Collections and Anthologies 2019

Last year, I shared the number of stories and essays I’d sold with you all. It was a good number, it was (in this one small way) a good year. A lot of those pieces went to anthologies, or were collected later into print works that you can now hold in your hot little hand.

I’m in seven printed collections and anthologies this year. They’re quite different, and there’s lots to talk about here. Bonus round: I own too many books. I have copies of two of them to give away. I’ve noted them below, and if you’d like one please play along.

So here’s the recap:

Top of the stack: The Writer’s Book of Doubt, edited by Aidan Doyle. This one wasn’t an anothology I tried to get into, but I would have. Instead, Aidan wrote me to ask if he would include something I’d previously published: Revenge is 100 Dresses. It’s not about writing, really. It’s abour reading and gender and the body and the way we want to be seen by others. I am stil proud of it and I’m glad it’ll reach some folks who have never been to my blog. This book contains work from Fonda Lee, R. Lemberg, E. Catherine Tobler, and a lot of other people I admire. Plus it’s beautifully illustrated by Kathleen Jennings. If you’re a writer, I’d recommend this one for you.

Next down, fatter and scarier: Wastelands : the New Apocalypse. This one, edited by John Joseph Adams, got some wonderful reviews. It’s a collection of short stories about what happens after the world has ended. I was solicited for this one as well, and I got to contribute a story I wrote about some people running a live version of The Price is Right in an unrecognizable hellscape. It’s one of my favorite pieces I’ve ever written. This anthology gave me a chance to share a table of contents with Tananarive Due and Carmen Maria Machado, as well as Ken Liu and Seanan McGuire. My favorite piece (I’m biased because I got to hear it read aloud) is a twisted sort of dictionary. It’s Francesca Montoya’s Almanac of Things That Can Kill You, by Shaenon K. Garrity. The author read it aloud at a Borderlands event about a month ago, and I laughed and got chills at the same time.

Beneath that is Future Tense Fiction, which is a collection of the stories published in Slate’s Future Tense Series. I was overjoyed to be approached for this series, and stunned to write in the same space as Nnedi Okorafor, Charlie Jane Anders, and Emily St. John Mandel. I wrote a story about collective memory, coffee, and how the details of how you came into the world don’t really ever belong to you. It’s a very good collection, and we’re having an event for it on October 30 at Green Apple Books.
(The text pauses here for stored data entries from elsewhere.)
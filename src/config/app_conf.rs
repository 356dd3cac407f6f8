use std::env;

pub struct AppConfig {
    pub host: String,
    pub port: u16,
}

impl AppConfig {
    /// Reads the HTTP bind address from `APP_HOST`/`APP_PORT`, defaulting to
    /// 127.0.0.1:5000 when unset or unparsable.
    pub fn from_env() -> Self {
        let host = env::var("APP_HOST").unwrap_or_else(|_| "127.0.0.1".to_string());
        let port = env::var("APP_PORT")
            .ok()
            .and_then(|value| value.parse().ok())
            .unwrap_or(5000);
        AppConfig { host, port }
    }
}
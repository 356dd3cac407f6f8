use bson::oid::ObjectId;
use serde::{Deserialize, Serialize};

use crate::model::document::Document;
use crate::model::impl_entity;

/// Fleet vehicle. `status` uses the French values the admin UI stores:
/// `disponible`, `louee`, `en_maintenance`.
#[allow(non_snake_case)]
#[derive(Debug, Clone, Serialize, Deserialize)]
pub struct Vehicle {
    #[serde(rename = "_id")]
    pub id: Option<ObjectId>,
    pub brand: String,
    pub model: String,
    pub year: Option<u32>,
    pub registrationNumber: String,
    pub chassisNumber: Option<String>,
    pub color: Option<String>,
    pub fuelType: Option<String>,
    pub mileage: Option<u64>,
    pub dailyPrice: f64,
    pub status: String,
    #[serde(default)]
    pub documents: Vec<Document>,
    pub createdAt: Option<String>,
    pub updatedAt: Option<String>,
}

pub const VEHICLE_AVAILABLE: &str = "disponible";
pub const VEHICLE_RENTED: &str = "louee";
pub const VEHICLE_IN_MAINTENANCE: &str = "en_maintenance";

impl_entity!(Vehicle, "vehicles");
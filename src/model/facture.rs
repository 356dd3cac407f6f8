use bson::oid::ObjectId;
use serde::{Deserialize, Serialize};

use crate::model::impl_entity;

/// Invoice. The VAT triple (`montantHT`, `tvaPercentage`, `tvaAmount`) and
/// `totalTTC` always satisfy the identities enforced by
/// [`crate::util::pricing`]; the facture service recomputes them from
/// whichever primitives the request supplies.
#[allow(non_snake_case)]
#[derive(Debug, Clone, Serialize, Deserialize)]
pub struct Facture {
    #[serde(rename = "_id")]
    pub id: Option<ObjectId>,
    pub client: ObjectId,
    pub contract: Option<ObjectId>,
    pub invoiceDate: String,
    pub dueDate: Option<String>,
    pub montantHT: f64,
    pub tvaPercentage: f64,
    pub tvaAmount: f64,
    pub totalTTC: f64,
    pub paymentType: String,
    pub amountPaid: f64,
    pub status: String,
    pub createdAt: Option<String>,
    pub updatedAt: Option<String>,
}

pub const FACTURE_PAID: &str = "payee";
pub const FACTURE_PARTIALLY_PAID: &str = "partiellement_payee";
pub const FACTURE_UNPAID: &str = "impayee";

impl_entity!(Facture, "factures");
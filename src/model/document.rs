use serde::{Deserialize, Serialize};

/// Metadata of a file attached to an entity (scanned licence, contract
/// paper, accident report photo...). Embedded in the owning entity; the
/// bytes themselves live in object storage under `url`.
#[derive(Debug, Clone, PartialEq, Serialize, Deserialize)]
pub struct Document {
    pub name: String,
    #[serde(rename = "type")]
    pub content_type: String,
    pub size: u64,
    pub url: String,
    /// Transient edit-draft marker: `true` means the file exists only in
    /// the current draft and has not been uploaded yet. Never persisted;
    /// repository writes go through [`Document::persisted`].
    #[serde(default, rename = "isNew", skip_serializing_if = "std::ops::Not::not")]
    pub is_new: bool,
}

impl Document {
    /// Copy of this document with the transient draft marker cleared, as it
    /// must be stored server-side.
    pub fn persisted(&self) -> Document {
        Document {
            is_new: false,
            ..self.clone()
        }
    }
}
mod common;

use anyhow::Result;
use reqwest::StatusCode;
use serde_json::Value;

use common::{TestServer, MAGIC_KEY, UNKNOWN_KEY};

#[tokio::test]
async fn health_reports_database_and_key_version() -> Result<()> {
    let server = TestServer::spawn().await?;

    let res = server.client.get(server.url("/health")).send().await?;
    assert_eq!(res.status(), StatusCode::OK);

    let body: Value = res.json().await?;
    assert_eq!(body["status"], "ok");
    assert_eq!(body["database"], "ok");
    assert_eq!(body["key_version"].as_str().map(str::len), Some(16));
    Ok(())
}

#[tokio::test]
async fn login_with_known_key_issues_token() -> Result<()> {
    let server = TestServer::spawn().await?;

    let res = server
        .client
        .get(server.url(&format!("/api/login/{}", MAGIC_KEY)))
        .send()
        .await?;
    assert_eq!(res.status(), StatusCode::OK);

    let body: Value = res.json().await?;
    let token = body["token"].as_str().unwrap_or_default();
    assert_eq!(token.split('.').count(), 3, "expected a JWT, got {:?}", token);
    Ok(())
}

#[tokio::test]
async fn login_rejects_unknown_and_malformed_keys() -> Result<()> {
    let server = TestServer::spawn().await?;

    for candidate in [UNKNOWN_KEY, "not-a-uuid"] {
        let res = server
            .client
            .get(server.url(&format!("/api/login/{}", candidate)))
            .send()
            .await?;
        assert_eq!(res.status(), StatusCode::UNAUTHORIZED, "candidate {}", candidate);

        let body: Value = res.json().await?;
        assert_eq!(body["error"], true);
        assert_eq!(body["code"], "UNAUTHORIZED");
        assert!(body.get("token").is_none());
    }
    Ok(())
}

#[tokio::test]
async fn me_requires_a_valid_token() -> Result<()> {
    let server = TestServer::spawn().await?;

    let res = server.client.get(server.url("/api/me")).send().await?;
    assert_eq!(res.status(), StatusCode::UNAUTHORIZED);

    let res = server
        .client
        .get(server.url("/api/me"))
        .bearer_auth("not.a.token")
        .send()
        .await?;
    assert_eq!(res.status(), StatusCode::UNAUTHORIZED);

    let token = server.login().await?;
    let res = server
        .client
        .get(server.url("/api/me"))
        .bearer_auth(&token)
        .send()
        .await?;
    assert_eq!(res.status(), StatusCode::OK);

    let body: Value = res.json().await?;
    assert_eq!(body["user"], MAGIC_KEY);
    assert!(body["exp"].as_i64().unwrap_or_default() > chrono::Utc::now().timestamp());
    Ok(())
}
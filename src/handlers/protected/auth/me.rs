use axum::Extension;
use serde::Serialize;

use crate::middleware::{ApiResponse, ApiResult, AuthUser};

#[derive(Debug, Serialize)]
pub struct MeResponse {
    pub user: String,
    pub exp: i64,
}

/// GET /api/me - The magic key and expiry of the presented token
pub async fn me(Extension(user): Extension<AuthUser>) -> ApiResult<MeResponse> {
    Ok(ApiResponse::success(MeResponse {
        user: user.user,
        exp: user.exp,
    }))
}
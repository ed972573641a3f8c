#![allow(dead_code)]

use std::time::{Duration, Instant};

use anyhow::{Context, Result};
use reqwest::StatusCode;
use serde_json::Value;
use tempfile::TempDir;

use books_api::auth::TokenService;
use books_api::config::AppConfig;
use books_api::database::Database;
use books_api::server;
use books_api::state::AppState;

pub const MAGIC_KEY: &str = "11111111-1111-1111-1111-111111111111";
pub const UNKNOWN_KEY: &str = "22222222-2222-2222-2222-222222222222";

pub struct TestServer {
    pub base_url: String,
    pub client: reqwest::Client,
    // Keeps the datastore and keys file alive for the server's lifetime
    _dir: TempDir,
}

impl TestServer {
    /// Serve the full router on a free port against a fresh datastore
    pub async fn spawn() -> Result<Self> {
        let dir = tempfile::tempdir().context("failed to create temp dir")?;
        let keys_path = dir.path().join("magic-keys.json");
        std::fs::write(&keys_path, format!("[\"{}\"]", MAGIC_KEY))?;

        let port = portpicker::pick_unused_port().context("failed to pick free port")?;

        let mut config = AppConfig::development();
        config.server.host = "127.0.0.1".to_string();
        config.server.port = port;
        config.database.path = dir.path().join("books.db");
        config.security.magic_keys_path = keys_path;
        config.api.enable_request_logging = false;

        let tokens = TokenService::initialize(&config)?;
        let database = Database::open(&config.database).await?;
        let bind_addr = config.bind_addr()?;
        let app = server::app(AppState::new(config, tokens, database));

        let listener = tokio::net::TcpListener::bind(bind_addr).await?;
        tokio::spawn(async move {
            let _ = axum::serve(listener, app).await;
        });

        let server = Self {
            base_url: format!("http://127.0.0.1:{}", port),
            client: reqwest::Client::new(),
            _dir: dir,
        };
        server.wait_ready(Duration::from_secs(10)).await?;
        Ok(server)
    }

    async fn wait_ready(&self, timeout: Duration) -> Result<()> {
        let deadline = Instant::now() + timeout;
        while Instant::now() < deadline {
            if let Ok(resp) = self.client.get(self.url("/health")).send().await {
                if resp.status() == StatusCode::OK {
                    return Ok(());
                }
            }
            tokio::time::sleep(Duration::from_millis(50)).await;
        }
        anyhow::bail!("server did not become ready on {} within {:?}", self.base_url, timeout)
    }

    pub fn url(&self, path: &str) -> String {
        format!("{}{}", self.base_url, path)
    }

    /// Log in with the seeded magic key and return the bearer token
    pub async fn login(&self) -> Result<String> {
        let res = self
            .client
            .get(self.url(&format!("/api/login/{}", MAGIC_KEY)))
            .send()
            .await?;
        anyhow::ensure!(res.status() == StatusCode::OK, "login failed: {}", res.status());
        let body: Value = res.json().await?;
        body["token"]
            .as_str()
            .map(str::to_string)
            .context("login response has no token")
    }

    /// Create a book as an authenticated caller and return the stored record
    pub async fn create_book(&self, token: &str, body: Value) -> Result<Value> {
        let res = self
            .client
            .post(self.url("/api/books"))
            .bearer_auth(token)
            .json(&body)
            .send()
            .await?;
        anyhow::ensure!(
            res.status() == StatusCode::CREATED,
            "create failed: {}",
            res.status()
        );
        Ok(res.json().await?)
    }
}
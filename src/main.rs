use anyhow::Context;
use tracing_subscriber::EnvFilter;

use books_api::auth::TokenService;
use books_api::config::AppConfig;
use books_api::database::Database;
use books_api::server;
use books_api::state::AppState;

#[tokio::main]
async fn main() -> anyhow::Result<()> {
    // Load .env if present so cargo run picks up BOOKS_DB_PATH, BOOKS_MAGIC_KEYS, etc.
    let _ = dotenvy::dotenv();

    tracing_subscriber::fmt()
        .with_env_filter(
            EnvFilter::try_from_default_env()
                .unwrap_or_else(|_| EnvFilter::new("books_api=info,tower_http=info")),
        )
        .init();

    let config = AppConfig::from_env().context("invalid configuration")?;
    tracing::info!("Starting Books API in {:?} mode", config.environment);

    if let Ok(pwd) = std::env::current_dir() {
        tracing::info!("Working directory: {}", pwd.display());
    }

    let tokens = TokenService::initialize(&config).context("failed to load magic keys")?;

    // Migrations finish before the listener is bound
    let database = Database::open(&config.database)
        .await
        .with_context(|| format!("failed to open {}", config.database.path.display()))?;

    let bind_addr = config.bind_addr()?;
    let state = AppState::new(config, tokens, database.clone());
    let app = server::app(state);

    let listener = tokio::net::TcpListener::bind(bind_addr)
        .await
        .with_context(|| format!("failed to bind {}", bind_addr))?;

    tracing::info!("Books API listening on http://{}", bind_addr);

    axum::serve(listener, app)
        .with_graceful_shutdown(shutdown_signal())
        .await
        .context("server error")?;

    database.close().await;
    Ok(())
}

async fn shutdown_signal() {
    if let Err(e) = tokio::signal::ctrl_c().await {
        tracing::error!("Failed to listen for shutdown signal: {}", e);
        std::future::pending::<()>().await;
    }
    tracing::info!("Shutting down");
}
I’ll be there with Annalee Newitz, Hannu Rajaniemi, and series editor Torie Bosch, if you’d like to join us.

Do Not Go Quietly is one of a trend of anthologies focusing on stories of resistance and defiance, and I was so glad to make it into this one. I pitched a story that contains a lot of my current political anger, but still manages to have a happy ending. This one has pieces from Brooke Bolandera and Cassandra Khaw that knocked my socks off. I’ve got two copies of this one to give away. If you’d like one, tell me in the comments and the first two people to answer with this title will have it signed and shipped to them!

Shimmer 2018 contains my story, Rapture, along with everything else Shimmer Magazine (RIP) published in 2018. I am so, so proud of this one.

And finally, Urban Crime Short Stories. This gorgeous volume helped me cheat my way into sharing a TOC with Oscar Wilde, my patron saint. My contribution to this one is a fixfic that I’ve wanted to write for years: an abortion provider hunts London’s most notorious killer of women. There’s also a story in here from Rich Larson that I love, and a good one from Rachel Watts. I have one spare copy of this book; please speak for it in the comments and it’ll be yours.

I also have a spare copy of Compelling Science Fiction‘s first collection, and another of Hardened Hearts. Freebies from the past! Tell me if you want to help me get them out of my house.